Hispanic Democrats say they haven’t moved from their stance that they will not vote for a healthcare bill containing the Senate’s prohibitions.

...On Wednesday, members of the CHC privately acknowledged they’ve told their leaders that anyone who is assuming they’ve backed away from their position is in for a rude awakening.

“The [Hispanic] Caucus didn’t want to raise it as an issue too early,” one Hispanic Democrat said Wednesday. “But it’s real. It’s a problem.”

Those alarm bells have apparently been heard. CHC Chairwoman Nydia Velázquez (D-N.Y.) said she and others have, on behalf of two dozen Hispanic Democrats, been in discussions with Speaker Nancy Pelosi (D-Calif.) and other leaders about how to resolve the matter.

“And we will continue having discussions,” Velazquez said.

However, it is unlikely that the Senate will be able to change the immigration provisions under reconciliation rules. And even if it is deemed possible, there may not be enough support in either chamber of Congress to do it.

Not every member of the CHC would stand in the way of healthcare over the immigration issue. As a House leader, it would be unlikely for Becerra to vote against the president’s signature domestic policy priority. And centrist Rep. Henry Cuellar (D-Texas) said the Senate language is “not a deal-killer” for him.
Somewhere, Congressman Joe Wilson is laughing.  That last statement by Cuellar probably gives away the game -- as noted by Ed Morrissey, the Caucus members probably just want an assurance from President Obama that he will indeed take up immigration reform this year, as he promised last year. But if the bill starts to look unlikely to pass, the votes against it could snowball based on people suddenly discovering "principled" reasons for opposition.

Meanwhile, perhaps we're getting closer to the final bill, or to a real end to it, as Speaker Pelosi and House Majority Leader Hoyer have now canceled all Committee hearings and gone behind closed doors with the party leadership, providing us with more of the transparent, open government promised by the President. Jake Tapper says a compromise bill is close to being complete.

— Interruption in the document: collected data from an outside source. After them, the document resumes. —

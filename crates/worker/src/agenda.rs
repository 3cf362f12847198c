//! One-shot reminder tick: load the quote feed, regenerate, and bucket.

use std::path::Path;

use anyhow::Context;
use serde::Serialize;

use followup_core::bucketing::{BucketCounts, ReminderBuckets};
use followup_core::generation::ReminderSchedule;
use followup_core::types::Date;
use followup_store::{QuoteBook, RegenerationReport, ReminderService};

/// The dashboard view for one day.
#[derive(Debug, Clone, Serialize)]
pub struct Agenda {
    pub date: Date,
    pub report: RegenerationReport,
    pub counts: BucketCounts,
    pub buckets: ReminderBuckets,
}

/// Read a quote feed file.
pub fn load_quotes(path: &Path) -> anyhow::Result<QuoteBook> {
    let json = std::fs::read_to_string(path)
        .with_context(|| format!("Failed to read quote feed {}", path.display()))?;
    let book = QuoteBook::from_json(&json)
        .with_context(|| format!("Failed to parse quote feed {}", path.display()))?;
    tracing::info!(path = %path.display(), quotes = book.len(), "Loaded quote feed");
    Ok(book)
}

/// Regenerate reminders for `date` and return the bucketed agenda.
pub fn build_agenda(
    quotes: QuoteBook,
    schedule: ReminderSchedule,
    date: Date,
) -> anyhow::Result<Agenda> {
    let service = ReminderService::new(quotes, schedule);
    let report = service
        .regenerate(date)
        .context("Reminder regeneration failed")?;
    let buckets = service.buckets(date).context("Bucketing failed")?;
    let counts = buckets.counts();

    tracing::info!(
        %date,
        overdue = counts.overdue,
        due_today = counts.due_today,
        upcoming = counts.upcoming,
        "Agenda ready"
    );

    Ok(Agenda {
        date,
        report,
        counts,
        buckets,
    })
}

Maybe they have the votes and are doing a little champagne toast in Ted Kennedy's honor or something, but I tend to think that if they had the votes, a vote would be scheduled before another Democratic congressman melts down in an ethics scandal (or worse, disclosed more details about what goes on in the House gym showers).

So do they have the votes?  My thought is that if they did, we wouldn't see ideas like this get floated...
House Rules Chairwoman Louise Slaughter is prepping to help usher the healthcare overhaul through the House and potentially avoid a direct vote on the Senate overhaul bill, the chairwoman said Tuesday. Slaughter is weighing preparing a rule that would consider the Senate bill passed once the House approves a corrections bill that would make changes to the Senate version.

Slaughter has not taken the plan to Speaker Pelosi as Democrats await CBO scores on the corrections bill. "Once the CBO gives us the score we'll spring right on it, " she said.
And I thought reconciliation was a bad idea politically. By contrast, this is toxic. The Heritage Foundation refers to this nicely as "procedural fraud." Forget the optics of the issue -- this is one sure way to guarantee that we'll be debating the legitimacy of the bill as law forever. In their fervor to pass the bill, Democrats are undermining Congress and the legitimacy of the legislative process. What's really bad is that I don't think I'm exaggerating, if they pursue this latest procedural flimflam. Deeming the bill passed -- I'm sure the Democrats will be chagrined when this gets used against them some day in the future.

As to whether they have the votes, Pelosi has already indicated the White House's March 18th deadline may not be workableMichael Barone says the votes don't look like they are there yet. We'll see if that changes, or if the Dems merely change the rules again -- maybe the Democrats will find a way to claim that a minority is a majority.